(Collected data entries)

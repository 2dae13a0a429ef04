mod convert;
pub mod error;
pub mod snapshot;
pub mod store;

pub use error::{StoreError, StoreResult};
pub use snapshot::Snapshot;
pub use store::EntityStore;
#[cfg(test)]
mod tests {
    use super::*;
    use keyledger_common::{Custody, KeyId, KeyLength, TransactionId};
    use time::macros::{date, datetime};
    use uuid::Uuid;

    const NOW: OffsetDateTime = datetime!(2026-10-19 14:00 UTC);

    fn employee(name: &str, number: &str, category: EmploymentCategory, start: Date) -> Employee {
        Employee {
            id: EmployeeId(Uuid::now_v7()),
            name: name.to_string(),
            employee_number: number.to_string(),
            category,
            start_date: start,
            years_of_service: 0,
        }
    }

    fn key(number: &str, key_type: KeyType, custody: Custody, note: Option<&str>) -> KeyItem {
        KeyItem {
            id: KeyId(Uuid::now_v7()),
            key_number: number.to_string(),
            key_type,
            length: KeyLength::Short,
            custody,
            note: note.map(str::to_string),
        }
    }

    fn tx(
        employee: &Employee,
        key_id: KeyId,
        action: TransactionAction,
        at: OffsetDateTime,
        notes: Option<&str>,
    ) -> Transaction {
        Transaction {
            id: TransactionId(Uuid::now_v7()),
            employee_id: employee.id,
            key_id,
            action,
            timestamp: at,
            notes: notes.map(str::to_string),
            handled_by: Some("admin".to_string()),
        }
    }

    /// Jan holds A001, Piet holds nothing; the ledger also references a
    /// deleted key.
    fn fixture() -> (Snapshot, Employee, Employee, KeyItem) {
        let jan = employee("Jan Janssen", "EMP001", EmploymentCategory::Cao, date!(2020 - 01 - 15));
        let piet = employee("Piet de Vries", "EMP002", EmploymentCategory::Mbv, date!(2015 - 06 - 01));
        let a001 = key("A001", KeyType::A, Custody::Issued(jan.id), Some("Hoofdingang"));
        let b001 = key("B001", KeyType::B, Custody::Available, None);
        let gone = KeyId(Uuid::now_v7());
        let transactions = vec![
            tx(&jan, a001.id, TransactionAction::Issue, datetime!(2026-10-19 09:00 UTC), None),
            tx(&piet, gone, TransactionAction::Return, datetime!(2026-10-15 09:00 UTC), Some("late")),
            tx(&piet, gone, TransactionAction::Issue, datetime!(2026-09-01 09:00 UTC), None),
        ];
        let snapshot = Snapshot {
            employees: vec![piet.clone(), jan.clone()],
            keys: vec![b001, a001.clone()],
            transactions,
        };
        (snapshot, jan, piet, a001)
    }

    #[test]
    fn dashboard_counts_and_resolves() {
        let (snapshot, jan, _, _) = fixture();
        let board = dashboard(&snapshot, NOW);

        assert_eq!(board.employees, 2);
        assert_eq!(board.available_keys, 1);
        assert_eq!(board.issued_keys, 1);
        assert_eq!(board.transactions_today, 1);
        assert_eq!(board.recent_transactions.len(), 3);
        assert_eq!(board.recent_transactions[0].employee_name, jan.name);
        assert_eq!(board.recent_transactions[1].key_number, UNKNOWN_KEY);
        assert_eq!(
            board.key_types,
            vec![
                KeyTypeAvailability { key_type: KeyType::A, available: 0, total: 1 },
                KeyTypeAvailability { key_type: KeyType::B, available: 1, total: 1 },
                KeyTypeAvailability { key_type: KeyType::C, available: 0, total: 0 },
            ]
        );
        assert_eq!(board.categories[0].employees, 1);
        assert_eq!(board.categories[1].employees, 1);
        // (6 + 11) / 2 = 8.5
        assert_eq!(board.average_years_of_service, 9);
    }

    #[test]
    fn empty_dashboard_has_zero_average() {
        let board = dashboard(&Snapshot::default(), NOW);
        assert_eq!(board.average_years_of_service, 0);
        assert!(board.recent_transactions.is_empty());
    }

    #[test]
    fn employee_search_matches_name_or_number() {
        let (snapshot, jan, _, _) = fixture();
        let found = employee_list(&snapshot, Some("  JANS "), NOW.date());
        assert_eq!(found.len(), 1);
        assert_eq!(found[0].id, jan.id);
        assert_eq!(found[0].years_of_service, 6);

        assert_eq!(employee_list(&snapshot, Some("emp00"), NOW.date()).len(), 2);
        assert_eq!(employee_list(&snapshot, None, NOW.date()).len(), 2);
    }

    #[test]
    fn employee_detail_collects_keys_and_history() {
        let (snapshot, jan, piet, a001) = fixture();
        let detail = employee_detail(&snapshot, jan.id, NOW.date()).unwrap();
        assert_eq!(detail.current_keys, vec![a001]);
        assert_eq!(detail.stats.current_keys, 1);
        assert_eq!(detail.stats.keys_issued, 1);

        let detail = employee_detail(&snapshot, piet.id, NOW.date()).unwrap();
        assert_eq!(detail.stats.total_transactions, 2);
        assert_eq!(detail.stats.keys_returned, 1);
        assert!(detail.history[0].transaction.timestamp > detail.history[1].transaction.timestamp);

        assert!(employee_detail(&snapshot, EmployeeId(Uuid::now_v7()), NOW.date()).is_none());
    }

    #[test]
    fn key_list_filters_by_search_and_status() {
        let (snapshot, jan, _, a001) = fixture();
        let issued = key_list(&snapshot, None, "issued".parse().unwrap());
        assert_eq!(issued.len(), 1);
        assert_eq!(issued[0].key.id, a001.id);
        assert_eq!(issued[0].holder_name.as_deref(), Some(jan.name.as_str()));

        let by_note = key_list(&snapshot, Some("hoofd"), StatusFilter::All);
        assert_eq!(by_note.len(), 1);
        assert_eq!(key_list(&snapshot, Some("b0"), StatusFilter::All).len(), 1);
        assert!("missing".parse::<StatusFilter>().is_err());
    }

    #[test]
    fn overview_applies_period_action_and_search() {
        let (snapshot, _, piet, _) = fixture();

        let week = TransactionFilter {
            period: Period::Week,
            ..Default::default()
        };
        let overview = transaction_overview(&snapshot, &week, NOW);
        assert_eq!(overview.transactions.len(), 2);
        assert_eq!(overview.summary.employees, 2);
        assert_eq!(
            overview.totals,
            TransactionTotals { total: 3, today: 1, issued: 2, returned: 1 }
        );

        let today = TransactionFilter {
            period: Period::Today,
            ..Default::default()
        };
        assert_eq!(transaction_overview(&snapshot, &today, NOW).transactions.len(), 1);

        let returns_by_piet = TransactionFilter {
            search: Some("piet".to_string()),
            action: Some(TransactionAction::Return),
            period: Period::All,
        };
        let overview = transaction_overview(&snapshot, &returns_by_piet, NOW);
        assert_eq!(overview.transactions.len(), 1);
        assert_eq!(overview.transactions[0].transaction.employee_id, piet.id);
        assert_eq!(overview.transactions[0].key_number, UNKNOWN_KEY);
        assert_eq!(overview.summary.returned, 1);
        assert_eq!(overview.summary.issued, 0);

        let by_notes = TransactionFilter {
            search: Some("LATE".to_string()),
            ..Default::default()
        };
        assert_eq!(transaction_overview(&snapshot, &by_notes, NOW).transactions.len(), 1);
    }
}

* * *

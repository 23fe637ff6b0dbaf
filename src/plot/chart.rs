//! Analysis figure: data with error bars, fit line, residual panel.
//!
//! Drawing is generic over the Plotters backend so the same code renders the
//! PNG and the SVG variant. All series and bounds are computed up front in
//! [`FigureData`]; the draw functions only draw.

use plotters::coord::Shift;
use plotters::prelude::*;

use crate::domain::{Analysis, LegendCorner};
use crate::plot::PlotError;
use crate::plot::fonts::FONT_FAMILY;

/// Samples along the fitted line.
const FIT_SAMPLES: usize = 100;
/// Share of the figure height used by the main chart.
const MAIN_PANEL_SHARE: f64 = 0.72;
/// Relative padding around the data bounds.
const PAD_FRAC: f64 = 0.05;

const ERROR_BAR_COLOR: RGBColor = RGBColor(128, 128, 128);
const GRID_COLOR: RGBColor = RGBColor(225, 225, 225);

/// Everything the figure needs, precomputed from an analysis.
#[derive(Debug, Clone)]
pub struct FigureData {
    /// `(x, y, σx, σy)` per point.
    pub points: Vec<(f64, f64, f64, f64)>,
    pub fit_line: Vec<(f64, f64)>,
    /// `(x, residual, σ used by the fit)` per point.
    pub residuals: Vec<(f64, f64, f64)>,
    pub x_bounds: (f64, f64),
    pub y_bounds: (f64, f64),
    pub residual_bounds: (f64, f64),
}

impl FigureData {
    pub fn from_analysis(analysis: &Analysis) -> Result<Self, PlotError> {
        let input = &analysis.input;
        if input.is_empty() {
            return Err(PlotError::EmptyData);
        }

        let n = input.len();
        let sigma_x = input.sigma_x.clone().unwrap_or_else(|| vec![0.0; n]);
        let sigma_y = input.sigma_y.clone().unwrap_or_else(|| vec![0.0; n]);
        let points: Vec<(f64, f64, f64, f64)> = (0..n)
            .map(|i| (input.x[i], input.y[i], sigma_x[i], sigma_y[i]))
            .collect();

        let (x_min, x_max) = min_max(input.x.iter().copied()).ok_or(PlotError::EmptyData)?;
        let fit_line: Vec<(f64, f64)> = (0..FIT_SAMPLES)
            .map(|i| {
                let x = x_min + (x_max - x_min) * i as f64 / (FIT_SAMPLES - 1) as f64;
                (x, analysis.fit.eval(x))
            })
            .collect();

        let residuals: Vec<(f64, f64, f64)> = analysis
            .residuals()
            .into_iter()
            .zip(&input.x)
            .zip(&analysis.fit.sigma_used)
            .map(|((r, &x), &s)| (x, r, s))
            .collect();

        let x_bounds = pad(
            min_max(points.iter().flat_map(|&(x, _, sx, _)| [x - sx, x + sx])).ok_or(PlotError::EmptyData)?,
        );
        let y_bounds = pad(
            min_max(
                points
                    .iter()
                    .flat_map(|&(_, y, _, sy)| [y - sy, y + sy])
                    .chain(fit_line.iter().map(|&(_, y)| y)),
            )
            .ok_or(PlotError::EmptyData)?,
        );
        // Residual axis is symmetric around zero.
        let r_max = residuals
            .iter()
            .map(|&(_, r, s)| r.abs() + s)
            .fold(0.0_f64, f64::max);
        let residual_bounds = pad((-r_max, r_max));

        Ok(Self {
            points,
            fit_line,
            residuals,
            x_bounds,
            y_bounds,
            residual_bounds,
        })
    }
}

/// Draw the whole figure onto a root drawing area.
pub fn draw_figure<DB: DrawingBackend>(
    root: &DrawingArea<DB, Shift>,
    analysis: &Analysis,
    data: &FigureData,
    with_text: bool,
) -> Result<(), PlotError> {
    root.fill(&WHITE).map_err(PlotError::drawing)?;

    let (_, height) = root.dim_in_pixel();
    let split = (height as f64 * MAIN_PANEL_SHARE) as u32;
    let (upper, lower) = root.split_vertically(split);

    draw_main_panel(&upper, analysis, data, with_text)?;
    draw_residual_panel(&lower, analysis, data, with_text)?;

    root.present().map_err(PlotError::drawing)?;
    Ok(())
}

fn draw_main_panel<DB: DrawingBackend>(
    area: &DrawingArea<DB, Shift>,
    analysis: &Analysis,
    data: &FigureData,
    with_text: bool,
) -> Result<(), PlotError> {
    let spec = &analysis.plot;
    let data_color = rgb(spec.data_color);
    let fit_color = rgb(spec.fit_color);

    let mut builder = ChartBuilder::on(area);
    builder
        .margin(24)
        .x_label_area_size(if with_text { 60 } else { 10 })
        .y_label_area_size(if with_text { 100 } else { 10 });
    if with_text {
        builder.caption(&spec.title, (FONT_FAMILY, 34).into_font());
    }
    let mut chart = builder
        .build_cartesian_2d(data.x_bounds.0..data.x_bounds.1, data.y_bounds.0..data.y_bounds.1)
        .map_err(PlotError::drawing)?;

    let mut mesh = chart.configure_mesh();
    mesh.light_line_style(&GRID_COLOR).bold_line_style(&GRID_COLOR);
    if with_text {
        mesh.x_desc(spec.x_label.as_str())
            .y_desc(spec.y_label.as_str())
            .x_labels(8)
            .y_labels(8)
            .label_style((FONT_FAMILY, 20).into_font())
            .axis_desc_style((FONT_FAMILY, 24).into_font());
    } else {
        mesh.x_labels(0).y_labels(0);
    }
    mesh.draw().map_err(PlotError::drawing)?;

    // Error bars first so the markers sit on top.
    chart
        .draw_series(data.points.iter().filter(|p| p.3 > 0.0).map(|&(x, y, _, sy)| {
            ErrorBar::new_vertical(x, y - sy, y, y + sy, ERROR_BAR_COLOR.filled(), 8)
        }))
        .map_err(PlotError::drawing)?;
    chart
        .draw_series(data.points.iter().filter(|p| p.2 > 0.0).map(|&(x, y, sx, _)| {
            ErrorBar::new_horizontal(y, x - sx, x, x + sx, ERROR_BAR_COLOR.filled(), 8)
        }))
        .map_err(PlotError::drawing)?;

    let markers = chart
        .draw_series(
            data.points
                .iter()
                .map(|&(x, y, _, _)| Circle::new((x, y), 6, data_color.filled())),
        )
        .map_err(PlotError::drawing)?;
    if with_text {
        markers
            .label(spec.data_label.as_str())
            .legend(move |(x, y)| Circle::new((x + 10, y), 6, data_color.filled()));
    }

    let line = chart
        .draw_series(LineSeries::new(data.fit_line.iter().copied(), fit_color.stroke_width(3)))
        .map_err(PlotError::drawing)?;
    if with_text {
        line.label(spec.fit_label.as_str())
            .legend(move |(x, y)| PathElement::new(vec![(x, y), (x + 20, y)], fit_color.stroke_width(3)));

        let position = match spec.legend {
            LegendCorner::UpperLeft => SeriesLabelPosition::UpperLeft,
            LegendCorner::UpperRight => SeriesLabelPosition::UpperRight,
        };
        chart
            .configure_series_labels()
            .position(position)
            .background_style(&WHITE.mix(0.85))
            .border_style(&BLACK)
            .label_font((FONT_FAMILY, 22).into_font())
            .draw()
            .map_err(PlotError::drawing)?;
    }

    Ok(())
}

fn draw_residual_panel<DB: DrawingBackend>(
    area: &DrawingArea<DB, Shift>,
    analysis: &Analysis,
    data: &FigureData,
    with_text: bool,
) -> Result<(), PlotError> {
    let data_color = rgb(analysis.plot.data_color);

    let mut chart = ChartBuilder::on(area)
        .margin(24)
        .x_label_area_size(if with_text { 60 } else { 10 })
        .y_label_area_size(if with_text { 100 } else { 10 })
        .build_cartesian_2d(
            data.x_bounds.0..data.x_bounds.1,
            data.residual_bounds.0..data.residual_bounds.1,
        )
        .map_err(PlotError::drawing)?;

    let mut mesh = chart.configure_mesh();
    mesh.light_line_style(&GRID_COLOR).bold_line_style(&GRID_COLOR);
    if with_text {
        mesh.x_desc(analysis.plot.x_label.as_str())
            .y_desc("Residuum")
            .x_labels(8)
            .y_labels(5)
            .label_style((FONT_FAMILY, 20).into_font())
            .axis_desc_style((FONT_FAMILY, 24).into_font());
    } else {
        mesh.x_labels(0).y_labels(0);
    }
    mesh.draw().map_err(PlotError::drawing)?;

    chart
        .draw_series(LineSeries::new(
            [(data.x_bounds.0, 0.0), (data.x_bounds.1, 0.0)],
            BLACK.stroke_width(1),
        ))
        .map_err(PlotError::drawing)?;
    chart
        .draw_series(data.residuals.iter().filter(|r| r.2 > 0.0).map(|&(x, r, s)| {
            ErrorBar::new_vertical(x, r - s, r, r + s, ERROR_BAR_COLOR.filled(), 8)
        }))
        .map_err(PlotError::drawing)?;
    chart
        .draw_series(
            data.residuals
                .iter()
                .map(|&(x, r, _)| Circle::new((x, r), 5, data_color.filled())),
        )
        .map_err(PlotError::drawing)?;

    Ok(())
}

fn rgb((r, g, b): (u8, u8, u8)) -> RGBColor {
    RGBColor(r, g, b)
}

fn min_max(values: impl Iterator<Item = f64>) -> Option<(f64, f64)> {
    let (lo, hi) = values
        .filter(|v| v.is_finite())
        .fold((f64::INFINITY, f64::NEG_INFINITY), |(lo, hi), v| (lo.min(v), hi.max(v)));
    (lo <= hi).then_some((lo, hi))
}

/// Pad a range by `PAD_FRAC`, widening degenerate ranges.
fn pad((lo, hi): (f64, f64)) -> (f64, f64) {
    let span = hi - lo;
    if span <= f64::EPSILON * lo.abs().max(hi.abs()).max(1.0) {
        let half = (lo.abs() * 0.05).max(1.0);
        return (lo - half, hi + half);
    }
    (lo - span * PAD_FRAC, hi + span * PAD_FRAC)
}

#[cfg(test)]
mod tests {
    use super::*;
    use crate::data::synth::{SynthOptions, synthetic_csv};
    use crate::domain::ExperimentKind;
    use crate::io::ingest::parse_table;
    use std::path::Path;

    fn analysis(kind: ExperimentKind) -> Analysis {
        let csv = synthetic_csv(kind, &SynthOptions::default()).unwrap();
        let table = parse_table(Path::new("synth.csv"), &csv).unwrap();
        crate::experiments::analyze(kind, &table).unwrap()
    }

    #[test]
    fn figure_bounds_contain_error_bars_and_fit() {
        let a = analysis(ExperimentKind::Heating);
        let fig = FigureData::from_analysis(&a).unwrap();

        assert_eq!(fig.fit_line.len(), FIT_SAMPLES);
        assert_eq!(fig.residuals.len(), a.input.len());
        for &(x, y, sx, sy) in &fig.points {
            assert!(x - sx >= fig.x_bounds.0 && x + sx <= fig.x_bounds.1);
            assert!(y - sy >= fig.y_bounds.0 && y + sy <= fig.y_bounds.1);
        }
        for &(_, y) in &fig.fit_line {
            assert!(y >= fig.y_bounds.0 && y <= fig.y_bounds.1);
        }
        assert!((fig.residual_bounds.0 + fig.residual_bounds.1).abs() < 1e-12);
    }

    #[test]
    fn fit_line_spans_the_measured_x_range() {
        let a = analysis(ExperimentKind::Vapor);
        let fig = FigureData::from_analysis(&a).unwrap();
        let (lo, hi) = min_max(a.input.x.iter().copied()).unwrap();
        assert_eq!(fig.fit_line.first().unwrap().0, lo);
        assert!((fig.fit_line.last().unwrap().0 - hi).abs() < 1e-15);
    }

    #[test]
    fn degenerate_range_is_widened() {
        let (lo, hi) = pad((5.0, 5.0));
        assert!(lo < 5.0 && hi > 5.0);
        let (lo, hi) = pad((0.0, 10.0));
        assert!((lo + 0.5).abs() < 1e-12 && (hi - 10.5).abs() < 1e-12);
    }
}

--

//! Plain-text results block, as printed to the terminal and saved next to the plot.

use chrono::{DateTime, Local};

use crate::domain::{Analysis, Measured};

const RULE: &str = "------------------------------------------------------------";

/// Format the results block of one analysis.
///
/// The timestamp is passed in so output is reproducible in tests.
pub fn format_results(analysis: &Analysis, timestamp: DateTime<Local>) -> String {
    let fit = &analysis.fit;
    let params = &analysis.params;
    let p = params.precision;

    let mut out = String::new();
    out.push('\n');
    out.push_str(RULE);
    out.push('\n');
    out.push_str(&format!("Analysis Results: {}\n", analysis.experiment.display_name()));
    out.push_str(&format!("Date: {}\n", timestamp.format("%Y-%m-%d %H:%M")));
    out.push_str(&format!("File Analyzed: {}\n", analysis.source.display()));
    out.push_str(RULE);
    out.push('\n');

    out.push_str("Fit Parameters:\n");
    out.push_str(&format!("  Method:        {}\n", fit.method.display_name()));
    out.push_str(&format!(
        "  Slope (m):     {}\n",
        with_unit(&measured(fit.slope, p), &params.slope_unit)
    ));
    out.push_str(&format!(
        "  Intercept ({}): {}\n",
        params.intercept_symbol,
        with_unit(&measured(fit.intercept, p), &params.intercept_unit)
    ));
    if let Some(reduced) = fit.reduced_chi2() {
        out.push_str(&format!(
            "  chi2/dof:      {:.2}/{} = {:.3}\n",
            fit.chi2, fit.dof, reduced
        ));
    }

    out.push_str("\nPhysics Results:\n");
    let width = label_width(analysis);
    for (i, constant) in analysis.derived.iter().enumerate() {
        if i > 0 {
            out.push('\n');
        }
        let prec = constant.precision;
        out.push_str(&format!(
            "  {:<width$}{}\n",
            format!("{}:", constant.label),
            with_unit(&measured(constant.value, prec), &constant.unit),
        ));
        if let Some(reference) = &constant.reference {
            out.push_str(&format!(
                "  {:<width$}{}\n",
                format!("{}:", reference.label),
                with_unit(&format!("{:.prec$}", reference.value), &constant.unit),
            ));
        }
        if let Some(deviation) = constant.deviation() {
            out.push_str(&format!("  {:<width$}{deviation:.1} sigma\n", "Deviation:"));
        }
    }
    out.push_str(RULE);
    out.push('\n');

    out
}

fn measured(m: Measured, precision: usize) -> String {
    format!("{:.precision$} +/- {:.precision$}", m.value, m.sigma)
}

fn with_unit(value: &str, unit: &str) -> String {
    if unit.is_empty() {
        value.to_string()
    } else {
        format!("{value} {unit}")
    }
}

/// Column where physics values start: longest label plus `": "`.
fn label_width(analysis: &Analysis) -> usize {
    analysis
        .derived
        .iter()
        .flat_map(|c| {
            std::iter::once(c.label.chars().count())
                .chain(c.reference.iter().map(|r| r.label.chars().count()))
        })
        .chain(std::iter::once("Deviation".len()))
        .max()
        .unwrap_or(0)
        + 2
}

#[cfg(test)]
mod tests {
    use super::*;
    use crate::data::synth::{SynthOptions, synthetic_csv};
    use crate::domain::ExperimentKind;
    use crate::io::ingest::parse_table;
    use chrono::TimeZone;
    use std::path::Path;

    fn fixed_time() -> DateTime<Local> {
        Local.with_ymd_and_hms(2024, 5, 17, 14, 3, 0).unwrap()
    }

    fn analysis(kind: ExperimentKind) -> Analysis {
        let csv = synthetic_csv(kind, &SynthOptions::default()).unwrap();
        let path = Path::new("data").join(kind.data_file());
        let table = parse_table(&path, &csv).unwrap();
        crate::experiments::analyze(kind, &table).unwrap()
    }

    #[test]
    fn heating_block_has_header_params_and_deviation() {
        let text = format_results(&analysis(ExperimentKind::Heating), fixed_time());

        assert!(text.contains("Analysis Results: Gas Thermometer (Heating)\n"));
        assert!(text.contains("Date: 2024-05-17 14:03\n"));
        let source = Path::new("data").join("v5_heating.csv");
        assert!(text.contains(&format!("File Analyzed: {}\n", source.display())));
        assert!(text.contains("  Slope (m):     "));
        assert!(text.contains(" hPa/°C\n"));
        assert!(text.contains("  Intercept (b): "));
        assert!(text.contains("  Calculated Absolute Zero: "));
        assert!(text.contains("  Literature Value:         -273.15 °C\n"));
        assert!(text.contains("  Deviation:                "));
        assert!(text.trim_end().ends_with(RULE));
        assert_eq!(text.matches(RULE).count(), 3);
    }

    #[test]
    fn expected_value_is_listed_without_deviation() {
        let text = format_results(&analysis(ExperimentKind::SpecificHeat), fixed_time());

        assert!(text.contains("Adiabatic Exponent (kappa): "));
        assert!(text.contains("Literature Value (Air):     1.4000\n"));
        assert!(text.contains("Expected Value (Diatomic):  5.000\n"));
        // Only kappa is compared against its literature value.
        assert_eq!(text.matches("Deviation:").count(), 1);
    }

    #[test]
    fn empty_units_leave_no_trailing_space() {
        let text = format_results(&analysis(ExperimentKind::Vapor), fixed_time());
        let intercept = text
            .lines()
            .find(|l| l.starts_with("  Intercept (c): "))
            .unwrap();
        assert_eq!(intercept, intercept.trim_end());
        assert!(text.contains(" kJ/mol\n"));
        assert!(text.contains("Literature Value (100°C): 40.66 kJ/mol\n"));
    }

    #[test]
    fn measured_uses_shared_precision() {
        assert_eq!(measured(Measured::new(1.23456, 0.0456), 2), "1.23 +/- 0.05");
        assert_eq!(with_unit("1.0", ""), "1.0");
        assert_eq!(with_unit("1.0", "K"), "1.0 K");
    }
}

» Assignment
A count is needed of the lines in this data that contain "Uuid"; give the number and no other text.

» Answer to the exercise
6